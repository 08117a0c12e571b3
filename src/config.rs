use std::env;
use std::str::FromStr;

use jsonwebtoken::Algorithm;

#[derive(Debug, Clone)]
pub struct Config {
    // Application
    pub app_name: String,
    pub app_version: String,

    // Database
    pub database_url: String,

    // JWT
    pub jwt_secret: String,
    pub jwt_algorithm: Algorithm,
    pub access_token_expire_minutes: i64,

    // Server
    pub host: String,
    pub port: u16,
    pub cors_allowed_origins: Vec<String>,
    pub rate_limit_enabled: bool,

    // Catalog (PokeAPI)
    pub pokeapi_base_url: String,
    pub pokeapi_timeout_secs: u64,
    pub pokeapi_cache_capacity: usize,
    pub pokeapi_locale: String,

    // Logging
    pub log_json: bool,
}

impl Config {
    /// Load configuration from environment variables
    pub fn from_env() -> Result<Self, ConfigError> {
        dotenvy::dotenv().ok(); // Load .env file if exists

        Ok(Self {
            app_name: env::var("APP_NAME").unwrap_or_else(|_| "pokedex-api".to_string()),
            app_version: env::var("APP_VERSION").unwrap_or_else(|_| "1.0.0".to_string()),

            database_url: env::var("DATABASE_URL")
                .unwrap_or_else(|_| "sqlite://pokedex.db?mode=rwc".to_string()),

            jwt_secret: env::var("SECRET_KEY").map_err(|_| ConfigError::Missing("SECRET_KEY"))?,
            jwt_algorithm: Algorithm::from_str(
                &env::var("ALGORITHM").unwrap_or_else(|_| "HS256".to_string()),
            )
            .map_err(|_| ConfigError::Invalid("ALGORITHM"))?,
            access_token_expire_minutes: parse_var("ACCESS_TOKEN_EXPIRE_MINUTES", 30)?,

            host: env::var("HOST").unwrap_or_else(|_| "0.0.0.0".to_string()),
            port: parse_var("PORT", 8000)?,
            cors_allowed_origins: env::var("CORS_ALLOWED_ORIGINS")
                .map(|v| {
                    v.split(',')
                        .map(|o| o.trim().to_string())
                        .filter(|o| !o.is_empty())
                        .collect()
                })
                .unwrap_or_else(|_| {
                    vec![
                        "http://localhost:3000".to_string(),
                        "http://localhost:5173".to_string(),
                    ]
                }),
            rate_limit_enabled: parse_var("RATE_LIMIT_ENABLED", true)?,

            pokeapi_base_url: env::var("POKEAPI_BASE_URL")
                .unwrap_or_else(|_| "https://pokeapi.co/api/v2".to_string()),
            pokeapi_timeout_secs: parse_var("POKEAPI_TIMEOUT_SECS", 10)?,
            pokeapi_cache_capacity: parse_var("POKEAPI_CACHE_CAPACITY", 1024)?,
            pokeapi_locale: env::var("POKEAPI_LOCALE").unwrap_or_else(|_| "es".to_string()),

            log_json: env::var("LOG_FORMAT")
                .map(|v| v.eq_ignore_ascii_case("json"))
                .unwrap_or(false),
        })
    }

    /// Get server address as "host:port"
    pub fn server_addr(&self) -> String {
        format!("{}:{}", self.host, self.port)
    }
}

/// Parse an optional variable, falling back to `default` when unset
fn parse_var<T: FromStr>(name: &'static str, default: T) -> Result<T, ConfigError> {
    match env::var(name) {
        Ok(raw) => raw.trim().parse().map_err(|_| ConfigError::Invalid(name)),
        Err(_) => Ok(default),
    }
}

#[derive(Debug, thiserror::Error)]
pub enum ConfigError {
    #[error("Missing environment variable: {0}")]
    Missing(&'static str),

    #[error("Invalid environment variable: {0}")]
    Invalid(&'static str),
}
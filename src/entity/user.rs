use sea_orm::entity::prelude::*;
use serde::{Deserialize, Serialize};

#[derive(Clone, Debug, PartialEq, Eq, DeriveEntityModel, Serialize, Deserialize)]
#[sea_orm(table_name = "users")]
pub struct Model {
    #[sea_orm(primary_key, auto_increment = false)]
    pub id: Uuid,
    #[sea_orm(unique)]
    pub username: String,
    #[sea_orm(unique)]
    pub email: String,
    pub password_hash: String,
    pub is_active: bool,
    pub created_at: TimeDateTimeWithTimeZone,
}

#[derive(Copy, Clone, Debug, EnumIter, DeriveRelation)]
pub enum Relation {
    #[sea_orm(has_many = "super::pokedex_entry::Entity")]
    PokedexEntries,
    #[sea_orm(has_many = "super::team::Entity")]
    Teams,
}

impl Related<super::pokedex_entry::Entity> for Entity {
    fn to() -> RelationDef {
        Relation::PokedexEntries.def()
    }
}

impl Related<super::team::Entity> for Entity {
    fn to() -> RelationDef {
        Relation::Teams.def()
    }
}

impl ActiveModelBehavior for ActiveModel {}
use sea_orm::entity::prelude::*;
use serde::{Deserialize, Serialize};

#[derive(Clone, Debug, PartialEq, Eq, DeriveEntityModel, Serialize, Deserialize)]
#[sea_orm(table_name = "team_members")]
pub struct Model {
    #[sea_orm(primary_key, auto_increment = false)]
    pub id: Uuid,
    pub team_id: Uuid,
    pub pokedex_entry_id: Uuid,
    /// 1-based slot in the team (1..=6)
    pub position: i32,
}

#[derive(Copy, Clone, Debug, EnumIter, DeriveRelation)]
pub enum Relation {
    #[sea_orm(
        belongs_to = "super::team::Entity",
        from = "Column::TeamId",
        to = "super::team::Column::Id",
        on_delete = "Cascade"
    )]
    Team,
    #[sea_orm(
        belongs_to = "super::pokedex_entry::Entity",
        from = "Column::PokedexEntryId",
        to = "super::pokedex_entry::Column::Id",
        on_delete = "Cascade"
    )]
    PokedexEntry,
}

impl Related<super::team::Entity> for Entity {
    fn to() -> RelationDef {
        Relation::Team.def()
    }
}

impl Related<super::pokedex_entry::Entity> for Entity {
    fn to() -> RelationDef {
        Relation::PokedexEntry.def()
    }
}

impl ActiveModelBehavior for ActiveModel {}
________________
Scan the records above and report every line with the string "localhost".

                        "http://localhost:3000".to_string(),
                        "http://localhost:5173".to_string(),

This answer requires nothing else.